BlackBerry has survived some of its toughest times and now wants to "start looking at growth," according to its CEO.
John Chen, who became the smartphone maker's CEO last November, is touting the success of phase one of the company's two-year turnaround plan with cost cuts and asset sales, Reuters reported Sunday. At this point, Chen is expressing confidence in phase two, namely turning a profit.
"We will survive as a company, and now I am rather confident," Chen told Reuters. "We're managing the supply chain, we are managing inventories, we are managing cash, and we have expenses now at a number that is very manageable. BlackBerry has survived; now we have to start looking at growth."
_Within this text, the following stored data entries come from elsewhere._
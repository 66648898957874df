use std::future::Future;
use std::time::Duration;
use tracing::{debug, warn};

/// Retry configuration for database connections
#[derive(Debug, Clone)]
pub struct RetryConfig {
    /// Maximum number of retry attempts
    pub max_retries: u32,

    /// Initial delay between retries in milliseconds
    pub initial_delay_ms: u64,

    /// Maximum delay between retries in milliseconds
    pub max_delay_ms: u64,

    /// Multiplier for exponential backoff (typically 2.0)
    pub backoff_multiplier: f64,

    /// Whether to add jitter to prevent thundering herd
    pub use_jitter: bool,
}

impl RetryConfig {
    /// Create a new retry configuration with defaults
    ///
    /// Defaults:
    /// - max_retries: 3
    /// - initial_delay_ms: 100
    /// - max_delay_ms: 5000
    /// - backoff_multiplier: 2.0
    /// - use_jitter: true
    pub fn new() -> Self {
        Self::default()
    }

    /// Create a retry config with custom max retries
    pub fn with_max_retries(mut self, max_retries: u32) -> Self {
        self.max_retries = max_retries;
        self
    }

    /// Create a retry config with custom initial delay
    pub fn with_initial_delay(mut self, delay_ms: u64) -> Self {
        self.initial_delay_ms = delay_ms;
        self
    }

    /// Create a retry config with custom max delay
    pub fn with_max_delay(mut self, delay_ms: u64) -> Self {
        self.max_delay_ms = delay_ms;
        self
    }

    /// Disable jitter
    pub fn without_jitter(mut self) -> Self {
        self.use_jitter = false;
        self
    }
}

impl Default for RetryConfig {
    fn default() -> Self {
        Self {
            max_retries: 3,
            initial_delay_ms: 100,
            max_delay_ms: 5000,
            backoff_multiplier: 2.0,
            use_jitter: true,
        }
    }
}

/// Retry an async operation with exponential backoff
///
/// # Arguments
/// * `operation` - The async operation to retry
/// * `config` - Retry configuration
///
/// # Example
/// ```ignore
/// use database::common::retry::{retry_with_backoff, RetryConfig};
///
/// let config = RetryConfig::new().with_max_retries(5);
///
/// let result = retry_with_backoff(
///     || async { database::postgres::connect(&db_url).await },
///     config
/// ).await?;
/// ```
pub async fn retry_with_backoff<F, Fut, T, E>(mut operation: F, config: RetryConfig) -> Result<T, E>
where
    F: FnMut() -> Fut,
    Fut: Future<Output = Result<T, E>>,
    E: std::fmt::Display,
{
    let mut attempt = 0;
    let mut delay = config.initial_delay_ms;

    loop {
        match operation().await {
            Ok(result) => {
                if attempt > 0 {
                    debug!("Operation succeeded after {} retries", attempt);
                }
                return Ok(result);
            }
            Err(e) => {
                attempt += 1;

                if attempt > config.max_retries {
                    warn!(
                        "Operation failed after {} attempts: {}",
                        config.max_retries, e
                    );
                    return Err(e);
                }

                // Calculate delay with exponential backoff
                let current_delay = if config.use_jitter {
                    apply_jitter(delay)
                } else {
                    delay
                };

                debug!(
                    "Operation failed (attempt {}/{}): {}. Retrying in {}ms...",
                    attempt, config.max_retries, e, current_delay
                );

                tokio::time::sleep(Duration::from_millis(current_delay)).await;

                // Exponential backoff for next iteration
                delay =
                    ((delay as f64 * config.backoff_multiplier) as u64).min(config.max_delay_ms);
            }
        }
    }
}

/// Apply jitter to a delay value to prevent thundering herd
///
/// Uses a random value between 50% and 100% of the original delay
fn apply_jitter(delay: u64) -> u64 {
    use std::collections::hash_map::RandomState;
    use std::hash::BuildHasher;

    // Simple pseudo-random factor derived from the current time
    let random_factor =
        (RandomState::new().hash_one(std::time::SystemTime::now()) % 50) as f64 / 100.0 + 0.5; // 0.5 to 1.0

    (delay as f64 * random_factor) as u64
}

/// Simplified retry with default configuration
///
/// Retries up to 3 times with exponential backoff starting at 100ms.
///
/// # Example
/// ```ignore
/// use database::common::retry::retry;
///
/// let result = retry(|| async {
///     database::postgres::connect(&db_url).await
/// }).await?;
/// ```
pub async fn retry<F, Fut, T, E>(operation: F) -> Result<T, E>
where
    F: FnMut() -> Fut,
    Fut: Future<Output = Result<T, E>>,
    E: std::fmt::Display,
{
    retry_with_backoff(operation, RetryConfig::default()).await
}

#[cfg(test)]
mod tests {
    use super::*;
    use std::sync::Arc;
    use std::sync::atomic::{AtomicU32, Ordering};

    #[tokio::test]
    async fn test_retry_success_first_attempt() {
        let counter = Arc::new(AtomicU32::new(0));
        let counter_clone = counter.clone();

        let result = retry(|| {
            let counter = counter_clone.clone();
            async move {
                counter.fetch_add(1, Ordering::SeqCst);
                Ok::<_, String>("success")
            }
        })
        .await;

        assert!(result.is_ok());
        assert_eq!(result.unwrap(), "success");
        assert_eq!(counter.load(Ordering::SeqCst), 1);
    }

    #[tokio::test]
    async fn test_retry_success_after_failures() {
        let counter = Arc::new(AtomicU32::new(0));
        let counter_clone = counter.clone();

        let config = RetryConfig::new().with_initial_delay(10).without_jitter();

        let result = retry_with_backoff(
            || {
                let counter = counter_clone.clone();
                async move {
                    let count = counter.fetch_add(1, Ordering::SeqCst);
                    if count < 2 {
                        Err(format!("Attempt {}", count + 1))
                    } else {
                        Ok("success")
                    }
                }
            },
            config,
        )
        .await;

        assert!(result.is_ok());
        assert_eq!(result.unwrap(), "success");
        assert_eq!(counter.load(Ordering::SeqCst), 3);
    }

    #[tokio::test]
    async fn test_retry_max_retries_exceeded() {
        let counter = Arc::new(AtomicU32::new(0));
        let counter_clone = counter.clone();

        let config = RetryConfig::new()
            .with_max_retries(2)
            .with_initial_delay(10)
            .without_jitter();

        let result = retry_with_backoff(
            || {
                let counter = counter_clone.clone();
                async move {
                    counter.fetch_add(1, Ordering::SeqCst);
                    Err::<String, _>("always fails")
                }
            },
            config,
        )
        .await;

        assert!(result.is_err());
        assert_eq!(result.unwrap_err(), "always fails");
        assert_eq!(counter.load(Ordering::SeqCst), 3); // 1 initial + 2 retries
    }
}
For its second fiscal quarter that ended in August, BlackBerry was hit by another loss, but one that was lower than expected. Overall revenue was down, but the company did report a profit from its handset business, albeit on an adjusted basis, for the first time in five quarters, Reuters said.
BlackBerry now aims to break even on a cash flow basis by the end of its fiscal year and even turn a profit, excluding items, in fiscal 2016, which begins in March.
Toward that end, BlackBerry this week will unveil BES12, the latest version of its mobile-device management software for enterprise customers, and next month will introduce its new BlackBerry Classic smartphone. Orders for the squat BlackBerry Passport phone got off to a promising start and have since increased, the CEO said.
Analysts cited by Reuters applauded Chen's ability to revive the company. But in a highly competitive mobile market, BlackBerry still faces severe challenges, such as how many phones it can actually sell and how many businesses will be willing to pay for its software.
Chen said that BlackBerry is "reasonably comfortable" it can keep making money from its handset trade. On the agenda for 2015 are "at least one radically new device" and updates to the Passport, Classic and Z3 smartphones.
"Once we turn this company to profitability again, I will do everything I can to never lose money ever again," Chen told Reuters. "That is definitely something I am very focused on doing."
A BlackBerry representative told CNET he couldn't immediately confirm Chen's comments.
Updated at 4:40 a.m. PT November 11 with BlackBerry's response.